Can you please help me for this problem?
Show that the map $x:M\rightarrow \mathbb{R}$, $\mathbb{R}$ has group structures under addition, is defined by $x\left( \left[ \begin{matrix} a& b\\ o& c\end{matrix} \right] \right)$ =$ \log \left( \dfrac {a} {c}\right) $ is a group homomorphism.
Also, is x surjective and what is ker(x)?
On
I'll assume that $M \subset \mathrm{GL}_2(\mathbb{R})$ , where all of the elements in $M$ are upper triangular matrices.

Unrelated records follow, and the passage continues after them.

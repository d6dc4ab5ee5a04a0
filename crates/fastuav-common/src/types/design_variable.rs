//! DesignVariable - named, bounded optimizer input

use crate::error::SetupError;
use serde::{Deserialize, Serialize};

/// A named design input occupying `size` contiguous slots of the flat vector
#[derive(Debug, Clone, PartialEq, Serialize, Deserialize)]
pub struct DesignVariable {
    /// Variable name, unique within a problem
    pub name: String,
    /// Lower bound per component
    pub lower: Vec<f64>,
    /// Upper bound per component
    pub upper: Vec<f64>,
}

impl DesignVariable {
    /// Create a vector-valued variable with per-component bounds
    pub fn new(
        name: impl Into<String>,
        lower: Vec<f64>,
        upper: Vec<f64>,
    ) -> Result<Self, SetupError> {
        let name = name.into();
        if lower.is_empty() {
            return Err(SetupError::DimensionMismatch {
                name,
                expected: 1,
                actual: 0,
            });
        }
        if lower.len() != upper.len() {
            return Err(SetupError::DimensionMismatch {
                name,
                expected: lower.len(),
                actual: upper.len(),
            });
        }
        for (index, (&lo, &up)) in lower.iter().zip(upper.iter()).enumerate() {
            if lo.is_nan() || up.is_nan() || lo > up {
                return Err(SetupError::InvalidBounds {
                    name,
                    index,
                    lower: lo,
                    upper: up,
                });
            }
        }
        Ok(Self { name, lower, upper })
    }

    /// Create a scalar variable
    pub fn scalar(name: impl Into<String>, lower: f64, upper: f64) -> Result<Self, SetupError> {
        Self::new(name, vec![lower], vec![upper])
    }

    /// Create a vector variable sharing one bound pair across all components
    pub fn uniform(
        name: impl Into<String>,
        size: usize,
        lower: f64,
        upper: f64,
    ) -> Result<Self, SetupError> {
        Self::new(name, vec![lower; size], vec![upper; size])
    }

    /// Number of components
    pub fn size(&self) -> usize {
        self.lower.len()
    }
}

To show that $x$ is a homomorphism, we just need to show that it preserves the identity and the operations, i.e. $x\left( I \right)= 0$ and for any $a,b \in M$, $x(ab)=x(a)+x(b)$.
Alan Wang did a nice job showing the later, and it's clear that $x \left( \begin{pmatrix} 1& 0 \\ 0 & 1 \end{pmatrix} \right) = \log(1/1) = 0$, however, I disagree on his kernal.
$\ker(x)$ should be all the elements that get sent to 0, i.e. $$ \ker(x) = \Bigg \{ \begin{pmatrix} a & b \\ 0 & a \end{pmatrix} \mid a,b \in \mathbb{R} \Bigg \} $$
(since $\log \left(\dfrac{a}{a} \right)= 0$ ).
$x$ is also surjective, Alan did a great job showing that as well.
PS: I would have just added this as a comment to the previous answer, but it turns out I don't have enough reputation to do so :(
Edit: I had the kernal wrong
I assume that $M \subseteq GL(2,\Bbb{R}).$ \begin{align*} x\left( \begin{bmatrix} a& b\\ 0& c\end{bmatrix} \begin{bmatrix} p& q\\ 0& r\end{bmatrix}\right) &= x\left( \begin{bmatrix} ap& aq+br\\ 0& cr\end{bmatrix}\right)\\ &= \log \left( \dfrac {ap} {cr}\right) \\ &=\log\left(\frac{a}{c}\right)+\log\left(\frac{p}{r}\right)\\ &= x\left( \begin{bmatrix} a& b\\ 0& c\end{bmatrix}\right)+x\left( \begin{bmatrix} p& q\\ 0& r\end{bmatrix}\right) \end{align*}
Beware that the operation of $M$ is multiplication.
The kernel of $x$ is $\left\{\begin{bmatrix} a& b\\ 0& c\end{bmatrix}\; \bigg|\;\log(a/c)=0 \right\}=\left\{\begin{bmatrix} a& b\\ 0& a\end{bmatrix}\; \bigg|\;a,b\in \Bbb{R},a\neq0\right\}$.
For $k\in \Bbb{R}$, $$x\left( \begin{bmatrix} e^k& 0\\ 0& 1\end{bmatrix} \right) =\log(e^k)=k$$ So the map is surjective.